··· Records to use ···

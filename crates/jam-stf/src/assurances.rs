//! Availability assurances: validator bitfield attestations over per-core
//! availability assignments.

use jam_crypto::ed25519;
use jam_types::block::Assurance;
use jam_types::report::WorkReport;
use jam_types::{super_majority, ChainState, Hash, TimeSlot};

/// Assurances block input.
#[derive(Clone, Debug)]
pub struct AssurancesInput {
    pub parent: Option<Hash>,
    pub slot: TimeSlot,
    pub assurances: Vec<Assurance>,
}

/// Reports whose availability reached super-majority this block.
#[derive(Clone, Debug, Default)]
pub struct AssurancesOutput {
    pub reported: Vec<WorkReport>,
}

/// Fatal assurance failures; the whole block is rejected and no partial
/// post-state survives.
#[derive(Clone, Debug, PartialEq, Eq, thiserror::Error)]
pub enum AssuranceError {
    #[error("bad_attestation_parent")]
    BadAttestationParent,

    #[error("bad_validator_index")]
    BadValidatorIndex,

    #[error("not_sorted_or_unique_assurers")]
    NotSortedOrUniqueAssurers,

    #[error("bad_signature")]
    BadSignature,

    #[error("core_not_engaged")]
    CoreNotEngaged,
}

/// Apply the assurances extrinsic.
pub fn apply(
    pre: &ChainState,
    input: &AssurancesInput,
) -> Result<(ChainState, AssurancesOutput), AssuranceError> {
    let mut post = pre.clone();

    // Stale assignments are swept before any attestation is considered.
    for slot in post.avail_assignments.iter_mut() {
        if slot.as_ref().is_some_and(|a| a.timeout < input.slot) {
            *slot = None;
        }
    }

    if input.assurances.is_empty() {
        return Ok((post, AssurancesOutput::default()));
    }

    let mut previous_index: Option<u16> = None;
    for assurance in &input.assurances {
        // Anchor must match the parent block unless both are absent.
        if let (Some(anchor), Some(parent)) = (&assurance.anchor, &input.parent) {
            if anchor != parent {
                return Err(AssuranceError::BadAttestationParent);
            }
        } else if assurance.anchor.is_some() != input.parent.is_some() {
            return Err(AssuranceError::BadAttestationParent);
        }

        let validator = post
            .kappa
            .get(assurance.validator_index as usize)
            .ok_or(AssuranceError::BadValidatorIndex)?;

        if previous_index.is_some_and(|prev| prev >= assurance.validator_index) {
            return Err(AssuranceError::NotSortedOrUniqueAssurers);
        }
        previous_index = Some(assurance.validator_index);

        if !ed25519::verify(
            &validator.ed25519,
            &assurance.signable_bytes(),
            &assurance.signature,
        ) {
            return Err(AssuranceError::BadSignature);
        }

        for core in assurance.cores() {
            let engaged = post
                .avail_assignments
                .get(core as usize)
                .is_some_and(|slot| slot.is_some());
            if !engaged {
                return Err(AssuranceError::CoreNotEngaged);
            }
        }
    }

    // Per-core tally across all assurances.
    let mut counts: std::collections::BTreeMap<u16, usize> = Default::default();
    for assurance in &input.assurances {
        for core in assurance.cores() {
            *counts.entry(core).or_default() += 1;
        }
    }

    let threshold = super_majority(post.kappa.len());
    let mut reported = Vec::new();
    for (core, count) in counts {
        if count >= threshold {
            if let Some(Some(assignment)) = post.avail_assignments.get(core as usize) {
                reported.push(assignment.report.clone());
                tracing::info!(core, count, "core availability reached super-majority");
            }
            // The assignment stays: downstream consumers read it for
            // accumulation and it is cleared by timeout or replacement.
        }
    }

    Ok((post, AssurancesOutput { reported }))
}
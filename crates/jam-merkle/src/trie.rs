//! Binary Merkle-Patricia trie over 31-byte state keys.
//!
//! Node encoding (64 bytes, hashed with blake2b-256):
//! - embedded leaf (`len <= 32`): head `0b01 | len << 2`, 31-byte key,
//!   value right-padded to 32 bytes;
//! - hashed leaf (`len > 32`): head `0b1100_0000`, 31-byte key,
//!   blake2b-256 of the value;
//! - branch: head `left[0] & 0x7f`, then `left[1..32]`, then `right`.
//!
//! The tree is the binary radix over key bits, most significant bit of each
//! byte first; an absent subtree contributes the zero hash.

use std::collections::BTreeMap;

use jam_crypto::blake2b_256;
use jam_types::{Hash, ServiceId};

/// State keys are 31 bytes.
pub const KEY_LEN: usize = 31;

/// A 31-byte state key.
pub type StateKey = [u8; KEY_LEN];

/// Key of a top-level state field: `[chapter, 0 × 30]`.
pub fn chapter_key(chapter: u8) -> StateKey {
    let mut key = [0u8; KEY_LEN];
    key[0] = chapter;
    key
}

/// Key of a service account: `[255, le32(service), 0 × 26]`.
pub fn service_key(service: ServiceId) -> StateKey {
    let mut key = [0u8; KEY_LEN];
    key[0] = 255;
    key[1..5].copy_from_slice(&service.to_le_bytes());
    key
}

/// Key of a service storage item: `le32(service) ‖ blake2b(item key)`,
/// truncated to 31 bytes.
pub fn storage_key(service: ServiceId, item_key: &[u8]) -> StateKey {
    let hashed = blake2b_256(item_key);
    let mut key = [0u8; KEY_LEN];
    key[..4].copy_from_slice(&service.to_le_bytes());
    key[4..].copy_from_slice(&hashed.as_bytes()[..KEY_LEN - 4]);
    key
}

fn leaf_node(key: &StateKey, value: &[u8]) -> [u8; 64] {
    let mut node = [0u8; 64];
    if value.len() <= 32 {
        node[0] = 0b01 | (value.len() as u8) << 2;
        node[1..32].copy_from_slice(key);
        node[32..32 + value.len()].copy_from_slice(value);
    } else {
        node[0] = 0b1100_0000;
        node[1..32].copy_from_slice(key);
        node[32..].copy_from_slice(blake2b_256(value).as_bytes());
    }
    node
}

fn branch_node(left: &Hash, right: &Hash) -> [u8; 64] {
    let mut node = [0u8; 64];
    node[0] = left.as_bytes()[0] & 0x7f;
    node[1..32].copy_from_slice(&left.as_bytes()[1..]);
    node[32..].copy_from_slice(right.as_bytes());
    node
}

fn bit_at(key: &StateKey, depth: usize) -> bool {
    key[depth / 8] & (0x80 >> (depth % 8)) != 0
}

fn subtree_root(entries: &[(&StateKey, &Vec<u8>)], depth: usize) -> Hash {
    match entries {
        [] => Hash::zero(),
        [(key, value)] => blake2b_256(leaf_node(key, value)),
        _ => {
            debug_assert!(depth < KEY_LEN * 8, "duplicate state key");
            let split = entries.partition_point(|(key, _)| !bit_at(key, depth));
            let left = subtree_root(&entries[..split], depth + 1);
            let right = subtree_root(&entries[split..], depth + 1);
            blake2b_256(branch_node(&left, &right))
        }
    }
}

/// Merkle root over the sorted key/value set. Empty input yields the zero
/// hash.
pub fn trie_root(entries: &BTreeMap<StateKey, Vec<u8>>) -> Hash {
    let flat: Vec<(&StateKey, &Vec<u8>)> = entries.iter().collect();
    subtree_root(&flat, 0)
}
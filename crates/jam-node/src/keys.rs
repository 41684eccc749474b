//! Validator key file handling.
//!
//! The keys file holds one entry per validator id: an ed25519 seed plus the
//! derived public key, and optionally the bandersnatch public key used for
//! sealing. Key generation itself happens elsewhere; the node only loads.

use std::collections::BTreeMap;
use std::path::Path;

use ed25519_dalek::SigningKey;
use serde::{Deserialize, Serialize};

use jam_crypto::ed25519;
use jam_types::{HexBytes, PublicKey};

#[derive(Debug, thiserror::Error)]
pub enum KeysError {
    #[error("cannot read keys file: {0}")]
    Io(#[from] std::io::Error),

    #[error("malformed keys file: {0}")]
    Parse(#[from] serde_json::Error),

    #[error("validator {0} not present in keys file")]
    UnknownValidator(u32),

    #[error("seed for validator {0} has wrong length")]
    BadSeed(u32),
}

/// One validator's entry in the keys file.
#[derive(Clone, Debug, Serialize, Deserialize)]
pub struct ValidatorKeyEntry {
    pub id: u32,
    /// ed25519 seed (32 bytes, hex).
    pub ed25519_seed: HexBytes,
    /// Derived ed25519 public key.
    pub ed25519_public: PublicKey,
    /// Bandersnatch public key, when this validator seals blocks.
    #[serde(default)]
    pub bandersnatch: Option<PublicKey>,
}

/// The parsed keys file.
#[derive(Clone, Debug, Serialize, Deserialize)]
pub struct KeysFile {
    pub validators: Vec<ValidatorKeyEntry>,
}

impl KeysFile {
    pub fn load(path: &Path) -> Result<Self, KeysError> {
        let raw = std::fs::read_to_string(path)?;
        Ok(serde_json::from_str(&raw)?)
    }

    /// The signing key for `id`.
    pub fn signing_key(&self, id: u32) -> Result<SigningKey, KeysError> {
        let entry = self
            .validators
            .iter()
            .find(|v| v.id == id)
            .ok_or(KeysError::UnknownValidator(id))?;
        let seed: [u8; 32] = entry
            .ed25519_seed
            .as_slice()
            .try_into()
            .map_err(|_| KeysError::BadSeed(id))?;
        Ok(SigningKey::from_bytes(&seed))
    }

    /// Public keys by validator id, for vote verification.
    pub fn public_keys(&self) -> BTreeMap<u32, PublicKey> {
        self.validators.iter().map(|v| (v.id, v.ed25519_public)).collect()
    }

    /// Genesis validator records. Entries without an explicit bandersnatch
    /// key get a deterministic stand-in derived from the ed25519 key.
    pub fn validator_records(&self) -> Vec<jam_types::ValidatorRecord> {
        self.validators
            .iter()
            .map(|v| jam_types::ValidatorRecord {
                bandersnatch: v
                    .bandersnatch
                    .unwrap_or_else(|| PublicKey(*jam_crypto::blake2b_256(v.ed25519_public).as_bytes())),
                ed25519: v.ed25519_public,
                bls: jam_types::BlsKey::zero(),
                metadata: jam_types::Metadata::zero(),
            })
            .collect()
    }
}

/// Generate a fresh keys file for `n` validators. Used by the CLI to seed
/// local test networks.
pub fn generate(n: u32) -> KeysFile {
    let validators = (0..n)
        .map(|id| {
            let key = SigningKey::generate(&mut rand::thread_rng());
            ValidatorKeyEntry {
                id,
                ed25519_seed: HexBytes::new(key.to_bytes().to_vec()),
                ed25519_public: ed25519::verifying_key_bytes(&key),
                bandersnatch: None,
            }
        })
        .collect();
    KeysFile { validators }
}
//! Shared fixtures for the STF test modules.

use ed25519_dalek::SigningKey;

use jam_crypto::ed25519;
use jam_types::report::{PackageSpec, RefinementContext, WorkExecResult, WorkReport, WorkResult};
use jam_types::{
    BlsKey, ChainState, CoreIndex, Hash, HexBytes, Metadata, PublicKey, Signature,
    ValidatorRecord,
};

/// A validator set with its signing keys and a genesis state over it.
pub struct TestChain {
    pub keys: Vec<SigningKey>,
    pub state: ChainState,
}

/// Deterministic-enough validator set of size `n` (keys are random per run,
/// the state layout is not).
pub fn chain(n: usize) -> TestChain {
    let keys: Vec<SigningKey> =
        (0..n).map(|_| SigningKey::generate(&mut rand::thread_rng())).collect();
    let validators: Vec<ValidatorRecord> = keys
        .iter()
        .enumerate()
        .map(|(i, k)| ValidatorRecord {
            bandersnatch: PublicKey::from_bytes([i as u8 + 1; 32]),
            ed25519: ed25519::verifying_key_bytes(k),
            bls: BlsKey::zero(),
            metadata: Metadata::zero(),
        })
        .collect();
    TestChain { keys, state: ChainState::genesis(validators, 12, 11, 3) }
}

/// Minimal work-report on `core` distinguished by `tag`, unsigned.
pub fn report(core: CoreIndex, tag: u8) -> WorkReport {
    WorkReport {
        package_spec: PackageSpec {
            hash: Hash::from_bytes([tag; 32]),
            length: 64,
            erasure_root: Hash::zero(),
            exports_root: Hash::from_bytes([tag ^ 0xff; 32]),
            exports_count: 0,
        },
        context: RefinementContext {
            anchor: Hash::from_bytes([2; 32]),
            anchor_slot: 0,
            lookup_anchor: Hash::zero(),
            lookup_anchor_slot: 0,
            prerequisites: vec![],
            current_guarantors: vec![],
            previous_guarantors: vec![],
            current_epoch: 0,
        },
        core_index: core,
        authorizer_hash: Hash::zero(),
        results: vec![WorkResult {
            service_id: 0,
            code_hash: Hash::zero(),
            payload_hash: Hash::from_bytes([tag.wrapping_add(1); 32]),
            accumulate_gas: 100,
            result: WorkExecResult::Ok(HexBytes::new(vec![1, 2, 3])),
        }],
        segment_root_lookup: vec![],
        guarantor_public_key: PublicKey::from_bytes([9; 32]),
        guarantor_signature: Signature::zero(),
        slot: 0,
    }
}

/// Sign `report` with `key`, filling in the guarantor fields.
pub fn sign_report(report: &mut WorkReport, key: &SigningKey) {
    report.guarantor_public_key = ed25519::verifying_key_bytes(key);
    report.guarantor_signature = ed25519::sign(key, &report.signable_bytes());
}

···

## What you will do
Counting only lines that contain "ChainState", what is the total for the entries above? Give the number alone.

## Task answer
6